It’s loop 1000B, the receiver information. The part of the file that includes it is:
ISA*00* *00* *ZZ*AV09311993 *01*030240928 *210928*2012*^*00501*632874329*1*P*:~ GS*HC*5010*030240928*20210928*2012*1*X*005010X222A1~ ST*837*0001*005010X222A1~ BHT*0019*00*6328743290001*20210928*2012*CH~ NM1*41*2*NEW LEAF BEHAVIORAL HEALTH*****46*320204218~ PER*IC*ATTN OFFICE MANAGER*TE*9197818370*EM*[INFO@NLBH.ORG](mailto:INFO@NLBH.ORG)~ NM1*40*2*AVAILITY*****46~ HL*1**20*1~ PRV*BI*PXC*251S00000X~

The message that this was a HIPAA error:
‘Missing element NM109’

As explained by the CS person the receiver should be BCBS not Availity.

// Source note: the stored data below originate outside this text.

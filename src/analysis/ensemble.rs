use rand::{Rng, SeedableRng};
use rand_xoshiro::Xoshiro256PlusPlus;
use tracing::debug;

use super::Schedule;
use crate::config::BootstrapConfig;
use crate::error::{Error, Result};
use crate::resample::{Bootstrap, Re};
use crate::series::{Ensemble, Period, RunId, RunMap};
use crate::statistics::{CDF, EmpiricalCDF, PercentileKind, Quantile, Statistic};

/// Quantile of every run's values inside `period`.
///
/// Uses linear interpolation between order statistics, so `probability = 0`
/// is the window minimum and `probability = 1` its maximum.
///
/// # Errors
/// - [`Error::InvalidInput`] if `probability` is outside `[0, 1]`
/// - [`Error::InsufficientData`] naming the first run with no value in
///   `period`
pub fn extract_quantile(
    ensemble: &Ensemble,
    probability: f64,
    period: Period,
) -> Result<RunMap<f64>> {
    extract_quantile_scheduled(ensemble, probability, period, Schedule::Sequential)
}

/// [`extract_quantile`] with an explicit run schedule.
pub fn extract_quantile_scheduled(
    ensemble: &Ensemble,
    probability: f64,
    period: Period,
    schedule: Schedule,
) -> Result<RunMap<f64>> {
    let quantile = Quantile::new(probability)?;
    let ids: Vec<RunId> = ensemble.run_ids().collect();

    schedule.map_runs(&ids, |run| {
        let window = ensemble.window(run, period)?;
        Ok(quantile.compute(&CDF.compute(&window)))
    })
}

/// Bootstrap estimate of the probability that a run is at or below
/// `threshold` inside `period`.
///
/// For every run, `config.rounds()` pools of `config.resample_size()` values
/// are drawn with replacement from the run's window. Each round scores the
/// threshold's percentile rank in the pool (ties counted per
/// `config.kind()`), and the run's estimate is the mean over rounds,
/// expressed as a fraction in `[0, 1]`.
///
/// One seed per run is drawn from `rng` in run-id order before any work
/// starts, and every run resamples from its own generator seeded with it.
/// The result therefore depends only on the state of `rng`, never on
/// `config.schedule()`.
///
/// # Errors
/// - [`Error::InvalidInput`] for a NaN threshold or an invalid config
/// - [`Error::InsufficientData`] naming the first run with no value in
///   `period`
#[tracing::instrument(skip(ensemble, config, rng), fields(runs = ensemble.n_runs()))]
pub fn estimate_exceedance_probability<R>(
    ensemble: &Ensemble,
    threshold: f64,
    period: Period,
    config: &BootstrapConfig,
    rng: &mut R,
) -> Result<RunMap<f64>>
where
    R: Rng + ?Sized,
{
    config.validate()?;
    if threshold.is_nan() {
        return Err(Error::invalid("threshold is NaN"));
    }

    let seeds: RunMap<u64> = ensemble.run_ids().map(|id| (id, rng.next_u64())).collect();
    let ids: Vec<RunId> = seeds.keys().copied().collect();

    let estimates = config.schedule().map_runs(&ids, |run| {
        let window = ensemble.window(run, period)?;
        let seed = seeds
            .get(&run)
            .copied()
            .ok_or_else(|| Error::invalid(format!("no bootstrap seed for run {run}")))?;
        Ok(exceedance_rounds(&window, threshold, config, seed))
    })?;

    debug!(
        rounds = config.rounds(),
        resample_size = config.resample_size(),
        "estimated exceedance probabilities"
    );
    Ok(estimates)
}

fn exceedance_rounds(window: &[f64], threshold: f64, config: &BootstrapConfig, seed: u64) -> f64 {
    let kind: PercentileKind = config.kind();
    let rounds = config.rounds();
    let mut bootstrap = Bootstrap::new(Xoshiro256PlusPlus::seed_from_u64(seed), config.resample_size());

    let total: f64 = bootstrap
        .re(window)
        .take(rounds)
        .map(|pool| {
            let ecdf: EmpiricalCDF<f64> = CDF.compute(&pool);
            ecdf.percentile_of_score(threshold, kind) / 100.0
        })
        .sum();
    total / rounds as f64
}

#[cfg(test)]
mod tests {
    use super::*;
    use approx::assert_abs_diff_eq;

    fn two_runs() -> Ensemble {
        let years: Vec<i32> = (2001..=2010).collect();
        let run0: Vec<f64> = (1..=10).map(f64::from).collect();
        let run1: Vec<f64> = run0.iter().map(|v| v * 10.0).collect();
        Ensemble::from_columns(&years, vec![run0, run1]).unwrap()
    }

    fn decade() -> Period {
        Period::new(2001, 2010).unwrap()
    }

    #[test]
    fn quantile_per_run() {
        let q = extract_quantile(&two_runs(), 0.5, decade()).unwrap();
        assert_abs_diff_eq!(q[&0], 5.5);
        assert_abs_diff_eq!(q[&1], 55.0);
    }

    #[test]
    fn quantile_bounds_are_min_and_max() {
        let e = two_runs();
        let lo = extract_quantile(&e, 0.0, decade()).unwrap();
        let hi = extract_quantile(&e, 1.0, decade()).unwrap();
        assert_eq!(lo[&1], 10.0);
        assert_eq!(hi[&1], 100.0);
    }

    #[test]
    fn quantile_only_sees_the_window() {
        let q = extract_quantile(&two_runs(), 1.0, Period::new(2001, 2003).unwrap()).unwrap();
        assert_eq!(q[&0], 3.0);
    }

    #[test]
    fn quantile_rejects_probability_out_of_range() {
        let err = extract_quantile(&two_runs(), 1.5, decade()).unwrap_err();
        assert!(matches!(err, Error::InvalidInput { .. }));
    }

    #[test]
    fn empty_window_names_the_run() {
        let err = extract_quantile(&two_runs(), 0.5, Period::new(1950, 1960).unwrap()).unwrap_err();
        match err {
            Error::InsufficientData { run, .. } => assert_eq!(run, Some(0)),
            other => panic!("unexpected error {other}"),
        }
    }

    #[test]
    fn estimate_over_an_empty_window_names_the_run() {
        let early = Period::new(1990, 1995).unwrap();
        for schedule in [Schedule::Sequential, Schedule::Parallel] {
            let config = BootstrapConfig::new().with_rounds(5).with_schedule(schedule);
            let mut rng = Xoshiro256PlusPlus::seed_from_u64(3);
            let err = estimate_exceedance_probability(&two_runs(), 5.0, early, &config, &mut rng)
                .unwrap_err();
            assert!(
                matches!(err, Error::InsufficientData { run: Some(0), period } if period == early),
                "{schedule:?}: {err}"
            );
        }
    }

    #[test]
    fn threshold_outside_the_range() {
        let mut rng = Xoshiro256PlusPlus::seed_from_u64(11);
        let config = BootstrapConfig::new().with_rounds(20);
        let below = estimate_exceedance_probability(&two_runs(), 0.0, decade(), &config, &mut rng).unwrap();
        let above = estimate_exceedance_probability(&two_runs(), 1e6, decade(), &config, &mut rng).unwrap();
        assert!(below.values().all(|&p| p == 0.0));
        assert!(above.values().all(|&p| p == 1.0));
    }

    #[test]
    fn same_seed_same_estimate() {
        let config = BootstrapConfig::new().with_rounds(50);
        let a = estimate_exceedance_probability(
            &two_runs(),
            4.0,
            decade(),
            &config,
            &mut Xoshiro256PlusPlus::seed_from_u64(5),
        )
        .unwrap();
        let b = estimate_exceedance_probability(
            &two_runs(),
            4.0,
            decade(),
            &config,
            &mut Xoshiro256PlusPlus::seed_from_u64(5),
        )
        .unwrap();
        assert_eq!(a, b);
    }

    #[test]
    fn schedule_does_not_change_the_estimate() {
        let base = BootstrapConfig::new().with_rounds(30);
        let seq = estimate_exceedance_probability(
            &two_runs(),
            35.0,
            decade(),
            &base.clone().with_schedule(Schedule::Sequential),
            &mut Xoshiro256PlusPlus::seed_from_u64(8),
        )
        .unwrap();
        let par = estimate_exceedance_probability(
            &two_runs(),
            35.0,
            decade(),
            &base.with_schedule(Schedule::Parallel),
            &mut Xoshiro256PlusPlus::seed_from_u64(8),
        )
        .unwrap();
        assert_eq!(seq, par);
    }

    #[test]
    fn nan_threshold_is_rejected() {
        let mut rng = Xoshiro256PlusPlus::seed_from_u64(0);
        let err = estimate_exceedance_probability(
            &two_runs(),
            f64::NAN,
            decade(),
            &BootstrapConfig::new(),
            &mut rng,
        )
        .unwrap_err();
        assert!(matches!(err, Error::InvalidInput { .. }));
    }

    #[test]
    fn zero_rounds_is_rejected() {
        let mut rng = Xoshiro256PlusPlus::seed_from_u64(0);
        let config = BootstrapConfig::new().with_rounds(0);
        assert!(estimate_exceedance_probability(&two_runs(), 1.0, decade(), &config, &mut rng).is_err());
    }
}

I looked in the forum and didn’t find anything recent about loop 1000B. In the posts I found the code changes they suggested were incorporated into the codebase in OpenEMR 4.

Any insight appreciated!


Hi @dmnlbh, I’ll check it out.

what do you have for the billing in Globals for the bottom two checkboxes?

Hi @stephenwaite - as it happens, I’m the ‘IT Vendor’ and I’ve tried generating the claim with ‘Generate X-12 Based on Insurance Company’ both on and off. The files produced are identical.
And I have been manually uploading individual claims through the Availity website for now, until the claims are regularly accepted. Then will start ftp’ing batches.
As Dava reported, the Availity CS tech says that line,
should be the BCBS identifier instead of Availity (with one more datum at the end in position 09). I mean, unless I mis-identified loop 1000B?

I would think the info came from the insurance and theirs is complete-- unless of course it wants the ‘Payer ID for Encounter Claims’, not the other one? But I wouldn’t think that would make it put the wrong line in there.

Doesn’t it come from insurance?

it’s most likely a bug from this recent commit

Thank you Sir, I’ll ask our Dev to check that out.

  • HT

i’ll be looking into it, this should be a new thread as well since already solved

hi @htuck, where does availity want their information then?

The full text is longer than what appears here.